The records:
========================================================================

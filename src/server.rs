//! Server module for managing HTTP server lifecycle
//!
//! This module handles server initialization, startup, and graceful shutdown.

use tokio::net::TcpListener;
use tokio::signal;

use crate::api::routes::create_router;
use crate::config::{Environment, settings::Settings};
use crate::db::establish_connection_pool;
use crate::state::AppState;

/// HTTP server manager
pub struct Server {
    settings: Settings,
}

impl Server {
    /// Create a new server with the given settings
    pub fn new(settings: Settings) -> Self {
        Self { settings }
    }

    /// Start the server and run until shutdown signal
    ///
    /// This method:
    /// 1. Logs startup information
    /// 2. Initializes both database connection pools
    /// 3. Creates application state
    /// 4. Binds to configured address
    /// 5. Starts the HTTP server with graceful shutdown
    ///
    /// # Errors
    /// - Connection pool initialization errors
    /// - Address binding errors
    /// - Server runtime errors
    pub async fn run(self) -> anyhow::Result<()> {
        tracing::info!(
            app_name = %self.settings.application.name,
            app_version = %self.settings.application.version,
            environment = %Environment::from_env().as_str(),
            "Application starting"
        );

        tracing::info!(
            host = %self.settings.server.host,
            port = %self.settings.server.port,
            request_timeout = %self.settings.server.request_timeout,
            keep_alive_timeout = %self.settings.server.keep_alive_timeout,
            "Server configuration loaded"
        );

        // Log pool configuration (without sensitive URL details)
        tracing::info!(
            max_connections = %self.settings.primary_database.max_connections,
            min_connections = %self.settings.primary_database.min_connections,
            connection_timeout = %self.settings.primary_database.connection_timeout,
            "Primary database configuration loaded"
        );
        tracing::info!(
            max_connections = %self.settings.secondary_database.max_connections,
            min_connections = %self.settings.secondary_database.min_connections,
            connection_timeout = %self.settings.secondary_database.connection_timeout,
            "Secondary database configuration loaded"
        );

        tracing::info!("Initializing database connection pools...");
        let primary_pool = establish_connection_pool(&self.settings.primary_database).await?;
        let secondary_pool = establish_connection_pool(&self.settings.secondary_database).await?;
        tracing::info!("Database connection pools initialized");

        let state = AppState::new(primary_pool, secondary_pool);
        tracing::info!("Application state created");

        let router = create_router(state);
        tracing::info!("Router configured");

        let address = self.settings.server.address();
        let listener = TcpListener::bind(&address).await.map_err(|e| {
            tracing::error!(error = %e, address = %address, "Failed to bind to address");
            anyhow::anyhow!("Failed to bind to {}: {}", address, e)
        })?;

        tracing::info!(address = %address, "Server listening");

        axum::serve(listener, router)
            .with_graceful_shutdown(shutdown_signal())
            .await?;

        tracing::info!("Server shutdown complete");

        Ok(())
    }
}

/// Waits for a shutdown signal (Ctrl+C or SIGTERM).
///
/// This function returns when either signal is received, allowing
/// the server to perform graceful shutdown.
async fn shutdown_signal() {
    let ctrl_c = async {
        signal::ctrl_c()
            .await
            .expect("Failed to install Ctrl+C handler");
    };

    #[cfg(unix)]
    let terminate = async {
        signal::unix::signal(signal::unix::SignalKind::terminate())
            .expect("Failed to install SIGTERM handler")
            .recv()
            .await;
    };

    #[cfg(not(unix))]
    let terminate = std::future::pending::<()>();

    tokio::select! {
        _ = ctrl_c => {
            tracing::info!("Received Ctrl+C, initiating graceful shutdown");
        }
        _ = terminate => {
            tracing::info!("Received SIGTERM, initiating graceful shutdown");
        }
    }
}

========================================================================

All lines of the records above that contain the word "tokio" are to be copied out.

use tokio::net::TcpListener;
use tokio::signal;
    tokio::select! {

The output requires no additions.